PROMPT — From the data below, return the exact lines starting at the line containing "let mut dst = vec![0u8; 2048];" and ending at the line containing "assert!(codec.set_level(-1).is_err());", both included, and nothing else.

#### THE DATA

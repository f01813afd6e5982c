//! The buffer/block allocator.
//!
//! Every byte that reaches a defined position in the output image goes
//! through this arena.  It hands out variable-length slices of
//! not-yet-assigned disk blocks, packs small metadata records into shared
//! blocks, assigns block addresses lazily, and flushes blocks to the device
//! in address order with zero padding up to each block boundary.
//!
//! Blocks and heads are addressed by small integer handles into two slabs;
//! a block keeps the ordered list of its head handles.

use std::cmp::Ordering;

use log::trace;

use crate::device::Device;
use crate::error::{Error, Result};

/// Allocation type of a buffer head.  The type picks the alignment of the
/// head inside its block and the class of block it may share with others.
#[derive(Clone, Copy, Debug, PartialEq, Eq)]
pub enum BufType {
    Data,
    Meta,
    Inode,
    Dira,
    Xattr,
    Devt,
}

/// Blocks are shared only between heads of the same class: file payload
/// lives in `Data` blocks, all metadata types collapse into `Meta` blocks.
#[derive(Clone, Copy, Debug, PartialEq, Eq)]
pub enum BufClass {
    Data,
    Meta,
}

impl BufType {
    pub fn align(self, block_size: u32) -> u32 {
        match self {
            BufType::Data | BufType::Dira => block_size,
            BufType::Inode => 32,
            BufType::Xattr => 4,
            BufType::Devt => 128,
            BufType::Meta => 1,
        }
    }

    pub fn class(self) -> BufClass {
        match self {
            BufType::Data => BufClass::Data,
            _ => BufClass::Meta,
        }
    }
}
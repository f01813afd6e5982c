//! DEFLATE (raw, headerless) compression via flate2.

use flate2::{Compress, Compression, FlushCompress, Status};

use super::{fit_dest_size, Codec};
use crate::error::{Error, Result};

pub struct DeflateCodec {
    level: u32,
    ctx: Option<Compress>,
}

impl Default for DeflateCodec {
    fn default() -> Self {
        DeflateCodec {
            level: Compression::default().level(),
            ctx: None,
        }
    }
}

impl Codec for DeflateCodec {
    fn init(&mut self) -> Result<()> {
        self.ctx = Some(Compress::new(Compression::new(self.level), false));
        Ok(())
    }

    fn set_level(&mut self, level: i32) -> Result<()> {
        if !(0..=9).contains(&level) {
            return Error::invalid(format!("invalid deflate compression level {level}"));
        }
        self.level = level as u32;
        Ok(())
    }

    fn compress_dest_size(&mut self, src: &[u8], dst: &mut [u8]) -> Result<(usize, usize)> {
        let ctx = self
            .ctx
            .as_mut()
            .ok_or_else(|| Error::CodecFailure("deflate codec not initialised".into()))?;
        fit_dest_size(src, dst, 64, |s, d| {
            ctx.reset();
            loop {
                let consumed = ctx.total_in() as usize;
                let written = ctx.total_out() as usize;
                if written >= d.len() {
                    return None;
                }
                match ctx.compress(&s[consumed..], &mut d[written..], FlushCompress::Finish) {
                    Ok(Status::StreamEnd) => return Some(ctx.total_out() as usize),
                    Ok(Status::Ok) => {
                        if ctx.total_in() as usize == consumed
                            && ctx.total_out() as usize == written
                        {
                            return None;
                        }
                    }
                    Ok(Status::BufError) | Err(_) => return None,
                }
            }
        })
    }
}

#[cfg(test)]
mod tests {
    use similar_asserts::assert_eq;

    use super::*;

    #[test]
    fn test_compress_roundtrip() {
        let mut codec = DeflateCodec::default();
        codec.set_level(6).unwrap();
        codec.init().unwrap();

        let src = b"the quick brown fox ".repeat(200);
        let mut dst = vec![0u8; 2048];
        let (written, consumed) = codec.compress_dest_size(&src, &mut dst).unwrap();
        assert_eq!(consumed, src.len());

        let mut back = Vec::with_capacity(src.len());
        let mut d = flate2::Decompress::new(false);
        d.decompress_vec(&dst[..written], &mut back, flate2::FlushDecompress::Finish)
            .unwrap();
        assert_eq!(back, src);
    }

    #[test]
    fn test_level_validation() {
        let mut codec = DeflateCodec::default();
        assert!(codec.set_level(10).is_err());
        assert!(codec.set_level(-1).is_err());
        assert!(codec.set_level(1).is_ok());
    }
}
use super::*;

#[test]
fn auth_session_decodes_token_endpoint_payload() {
    let raw = serde_json::json!({
        "access_token": "jwt",
        "token_type": "bearer",
        "expires_in": 3600,
        "expires_at": 1_760_000_000,
        "refresh_token": "r1",
        "user": {
            "id": "6f1c",
            "aud": "authenticated",
            "email": "alice@uni.edu",
            "app_metadata": { "provider": "email" }
        }
    });
    let session: AuthSession = serde_json::from_value(raw).unwrap();
    assert_eq!(session.access_token, "jwt");
    assert_eq!(session.expires_at, Some(1_760_000_000));
    assert_eq!(session.user.email.as_deref(), Some("alice@uni.edu"));
}

#[test]
fn auth_session_tolerates_missing_optional_fields() {
    let raw = serde_json::json!({
        "access_token": "jwt",
        "refresh_token": "r1",
        "user": { "id": "6f1c" }
    });
    let session: AuthSession = serde_json::from_value(raw).unwrap();
    assert_eq!(session.token_type, "bearer");
    assert_eq!(session.expires_in, 0);
    assert_eq!(session.user.email, None);
}

#[test]
fn profile_row_treats_empty_strings_as_absent() {
    let row: ProfileRow = serde_json::from_value(serde_json::json!({
        "username": "",
        "role": "Company",
        "avatar_url": null
    }))
    .unwrap();
    assert_eq!(row.username(), None);
    assert_eq!(row.role(), Some("Company"));
    assert_eq!(row.avatar_url(), None);
}

#[test]
fn session_event_constructors_track_presence() {
    let user = SessionUser { id: "u1".to_owned(), email: None };
    assert!(SessionEvent::signed_in(user.clone()).has_session());
    assert!(SessionEvent::token_refreshed(user).has_session());
    assert!(!SessionEvent::signed_out().has_session());
    assert_eq!(SessionEvent::signed_out().kind, SessionEventKind::SignedOut);
}
//! Scoped listener registry for push notifications (session changes).
//!
//! DESIGN
//! ======
//! Every listener is paired with a shared `active` flag. `emit` snapshots the
//! listener list before invoking anything, and re-checks the flag right before
//! each call, so a listener released mid-emit (even by an earlier listener in
//! the same emit) is never invoked afterwards. Dropping a [`Subscription`]
//! releases it.

#[cfg(test)]
#[path = "subscription_test.rs"]
mod subscription_test;

use std::cell::{Cell, RefCell};
use std::rc::{Rc, Weak};

/// Callback invoked with each emitted event.
pub type Listener<E> = Rc<dyn Fn(&E)>;

struct Slot<E> {
    id: u64,
    active: Rc<Cell<bool>>,
    listener: Listener<E>,
}

struct Registry<E> {
    next_id: u64,
    slots: Vec<Slot<E>>,
}

/// Single-threaded fan-out of events to subscribed listeners.
pub struct Broadcaster<E> {
    registry: Rc<RefCell<Registry<E>>>,
}

impl<E> Default for Broadcaster<E> {
    fn default() -> Self {
        Self { registry: Rc::new(RefCell::new(Registry { next_id: 0, slots: Vec::new() })) }
    }
}

impl<E: 'static> Broadcaster<E> {
    #[must_use]
    pub fn new() -> Self {
        Self::default()
    }

    /// Register `listener`; it stays registered until the returned handle is
    /// released or dropped.
    pub fn subscribe(&self, listener: Listener<E>) -> Subscription {
        let active = Rc::new(Cell::new(true));
        let id = {
            let mut registry = self.registry.borrow_mut();
            let id = registry.next_id;
            registry.next_id += 1;
            registry.slots.push(Slot { id, active: active.clone(), listener });
            id
        };

        let registry: Weak<RefCell<Registry<E>>> = Rc::downgrade(&self.registry);
        Subscription {
            active,
            detach: Some(Box::new(move || {
                if let Some(registry) = registry.upgrade() {
                    registry.borrow_mut().slots.retain(|slot| slot.id != id);
                }
            })),
        }
    }

    /// Deliver `event` to every active listener. Returns how many were invoked.
    pub fn emit(&self, event: &E) -> usize {
        let snapshot: Vec<(Rc<Cell<bool>>, Listener<E>)> = self
            .registry
            .borrow()
            .slots
            .iter()
            .map(|slot| (slot.active.clone(), slot.listener.clone()))
            .collect();

        let mut delivered = 0;
        for (active, listener) in snapshot {
            if active.get() {
                listener(event);
                delivered += 1;
            }
        }
        delivered
    }

    /// Number of currently registered listeners.
    #[must_use]
    pub fn listener_count(&self) -> usize {
        self.registry.borrow().slots.len()
    }
}

/// Handle to a registered listener.
///
/// After [`Subscription::release`] (or drop) the listener is never invoked again.
pub struct Subscription {
    active: Rc<Cell<bool>>,
    detach: Option<Box<dyn FnOnce()>>,
}

impl Subscription {
    /// Unregister the listener. Idempotent.
    pub fn release(&mut self) {
        self.active.set(false);
        if let Some(detach) = self.detach.take() {
            detach();
        }
    }

    #[must_use]
    pub fn is_active(&self) -> bool {
        self.active.get()
    }
}

impl Drop for Subscription {
    fn drop(&mut self) {
        self.release();
    }
}

impl std::fmt::Debug for Subscription {
    fn fmt(&self, f: &mut std::fmt::Formatter<'_>) -> std::fmt::Result {
        f.debug_struct("Subscription").field("active", &self.active.get()).finish()
    }
}
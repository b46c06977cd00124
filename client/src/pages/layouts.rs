//! Page chrome shared by the company and student route groups.
//!
//! Each layout is a parent route: its navigation stays mounted while the
//! nested page in the `Outlet` changes.

use leptos::prelude::*;
use leptos_router::components::Outlet;

use crate::components::company_header::CompanyHeader;
use crate::components::student_menu_bar::StudentMenuBar;

#[component]
pub fn CompanyLayout() -> impl IntoView {
    view! {
        <div class="company-layout">
            <CompanyHeader />
            <main class="company-layout__main">
                <Outlet />
            </main>
        </div>
    }
}

#[component]
pub fn StudentLayout() -> impl IntoView {
    view! {
        <div class="student-layout">
            <StudentMenuBar />
            <main class="student-layout__main">
                <Outlet />
            </main>
        </div>
    }
}
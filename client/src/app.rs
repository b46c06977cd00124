//! Root application component and server-rendered document shell.
//!
//! ARCHITECTURE
//! ============
//! Routes are split into the public sign-in screens, the company group under
//! the company header, the student group under the student sidebar, and the
//! role landing pages the sign-in flow can send a user to.

#[cfg(test)]
#[path = "app_test.rs"]
mod app_test;

use leptos::prelude::*;
use leptos_meta::{MetaTags, Stylesheet, Title, provide_meta_context};
use leptos_router::components::{ParentRoute, Route, Router, Routes};
use leptos_router::{StaticSegment, path};

use crate::components::event_form::CreateNewEvent;
use crate::pages::layouts::{CompanyLayout, StudentLayout};
use crate::pages::placeholder::RoutePlaceholder;
use crate::pages::sign_in::SignInPage;

/// HTML document wrapper rendered on the server.
pub fn shell(options: LeptosOptions) -> impl IntoView {
    view! {
        <!DOCTYPE html>
        <html lang="en">
            <head>
                <meta charset="utf-8" />
                <meta name="viewport" content="width=device-width, initial-scale=1" />
                <AutoReload options=options.clone() />
                <HydrationScripts options />
                <MetaTags />
            </head>
            <body>
                <App />
            </body>
        </html>
    }
}

/// Every path the route table below answers. Kept in step with `App`.
pub const ROUTED_PATHS: [&str; 16] = [
    "/",
    "/sign-in",
    "/home",
    "/advisorHomePage",
    "/admin/users",
    "/student/dashboard",
    "/student/appointments",
    "/student/my-appointments",
    "/student/profile",
    "/company-home-page",
    "/post-competition",
    "/edit-delete-competition",
    "/post-job",
    "/edit-delete-job",
    "/view-user-profile",
    "/create-event",
];

fn placeholder(title: &'static str) -> impl IntoView {
    view! { <RoutePlaceholder title=title /> }
}

#[component]
pub fn App() -> impl IntoView {
    provide_meta_context();

    view! {
        <Stylesheet id="leptos" href="/pkg/career-compass.css" />
        <Title text="Career Compass" />
        <Router>
            <Routes fallback=|| "Page not found.".into_view()>
                <Route path=path!("/") view=SignInPage />
                <Route path=path!("/sign-in") view=SignInPage />
                <Route path=path!("/home") view=|| placeholder("Home") />
                <Route path=path!("/advisorHomePage") view=|| placeholder("Advisor Home") />
                <Route path=path!("/admin/users") view=|| placeholder("Manage Users") />
                <ParentRoute path=path!("/student") view=StudentLayout>
                    <Route path=path!("dashboard") view=|| placeholder("Dashboard") />
                    <Route path=path!("appointments") view=|| placeholder("Book Appointment") />
                    <Route path=path!("my-appointments") view=|| placeholder("My Appointments") />
                    <Route path=path!("profile") view=|| placeholder("My Profile") />
                </ParentRoute>
                <ParentRoute path=StaticSegment("") view=CompanyLayout>
                    <Route path=path!("company-home-page") view=|| placeholder("Company Home") />
                    <Route path=path!("post-competition") view=|| placeholder("Post Competition") />
                    <Route path=path!("edit-delete-competition") view=|| placeholder("Edit/Delete Competition") />
                    <Route path=path!("post-job") view=|| placeholder("Post Job") />
                    <Route path=path!("edit-delete-job") view=|| placeholder("Edit/Delete Job") />
                    <Route path=path!("view-user-profile") view=|| placeholder("User Profile") />
                    <Route path=path!("create-event") view=CreateNewEvent />
                </ParentRoute>
            </Routes>
        </Router>
    }
}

########

EXERCISE RESULT —
        let mut dst = vec![0u8; 2048];
        let (written, consumed) = codec.compress_dest_size(&src, &mut dst).unwrap();
        assert_eq!(consumed, src.len());

        let mut back = Vec::with_capacity(src.len());
        let mut d = flate2::Decompress::new(false);
        d.decompress_vec(&dst[..written], &mut back, flate2::FlushDecompress::Finish)
            .unwrap();
        assert_eq!(back, src);
    }

    #[test]
    fn test_level_validation() {
        let mut codec = DeflateCodec::default();
        assert!(codec.set_level(10).is_err());
        assert!(codec.set_level(-1).is_err());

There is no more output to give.